[Supplied records]
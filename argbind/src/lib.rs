/*!
Declarative command-line argument binding. Describe your arguments as a
struct, tag each field with a short string, and `argbind` takes care of the
rest: flags and positionals, environment variable fallbacks, and usage and
help text.

```
use argbind::{Args, Config, Parser};

#[derive(Args, Default)]
struct Arguments {
    #[arg("positional")]
    input: String,

    #[arg("positional,help:list of outputs")]
    output: Vec<String>,

    #[arg("-v,help:verbosity level")]
    verbose: bool,

    #[arg("-w,env:WORKERS,help:number of workers to start")]
    workers: u32,
}

let mut arguments = Arguments::default();
let mut parser = Parser::new(Config::new().with_program("example"), &mut arguments).unwrap();

let mut usage = Vec::new();
parser.write_usage(&mut usage).unwrap();
assert_eq!(
    usage,
    b"usage: example [--verbose] [--workers WORKERS] INPUT [OUTPUT [OUTPUT ...]]\n"
);

parser
    .parse_with_env(["-v", "in.txt", "a.out", "b.out"], |_| None)
    .unwrap();
drop(parser);

assert!(arguments.verbose);
assert_eq!(arguments.output, ["a.out", "b.out"]);
```

The tag grammar is described in the [`tag`] module. Fields can be of any type
implementing [`Value`]: strings and paths, integers, floats, booleans (which
become flags), and `Vec`s of any of those.
*/

pub mod arguments;
pub mod binder;
mod build;
pub mod config;
pub mod errors;
pub mod parser;
mod printers;
pub mod spec;
mod state;
pub mod tag;
pub mod value;

pub use argbind_derive::Args;
pub use argbind_parser::Arg;

pub use crate::{
    arguments::LoadedArguments,
    binder::{Args, Binder, FieldInfo},
    config::{Config, set_version, version},
    errors::{BindError, ConversionError, ParseError},
    parser::Parser,
    spec::ArgumentSpec,
    value::{Scalar, Value},
};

[What you should do] Every entry is to be repeated exactly as it stands.

[Expected output]
filename argbind/src/lib.rs
/*!
Declarative command-line argument binding. Describe your arguments as a
struct, tag each field with a short string, and `argbind` takes care of the
rest: flags and positionals, environment variable fallbacks, and usage and
help text.

```
use argbind::{Args, Config, Parser};

#[derive(Args, Default)]
struct Arguments {
    #[arg("positional")]
    input: String,

    #[arg("positional,help:list of outputs")]
    output: Vec<String>,

    #[arg("-v,help:verbosity level")]
    verbose: bool,

    #[arg("-w,env:WORKERS,help:number of workers to start")]
    workers: u32,
}

let mut arguments = Arguments::default();
let mut parser = Parser::new(Config::new().with_program("example"), &mut arguments).unwrap();

let mut usage = Vec::new();
parser.write_usage(&mut usage).unwrap();
assert_eq!(
    usage,
    b"usage: example [--verbose] [--workers WORKERS] INPUT [OUTPUT [OUTPUT ...]]\n"
);

parser
    .parse_with_env(["-v", "in.txt", "a.out", "b.out"], |_| None)
    .unwrap();
drop(parser);

assert!(arguments.verbose);
assert_eq!(arguments.output, ["a.out", "b.out"]);
```

The tag grammar is described in the [`tag`] module. Fields can be of any type
implementing [`Value`]: strings and paths, integers, floats, booleans (which
become flags), and `Vec`s of any of those.
*/

pub mod arguments;
pub mod binder;
mod build;
pub mod config;
pub mod errors;
pub mod parser;
mod printers;
pub mod spec;
mod state;
pub mod tag;
pub mod value;

pub use argbind_derive::Args;
pub use argbind_parser::Arg;

pub use crate::{
    arguments::LoadedArguments,
    binder::{Args, Binder, FieldInfo},
    config::{Config, set_version, version},
    errors::{BindError, ConversionError, ParseError},
    parser::Parser,
    spec::ArgumentSpec,
    value::{Scalar, Value},
};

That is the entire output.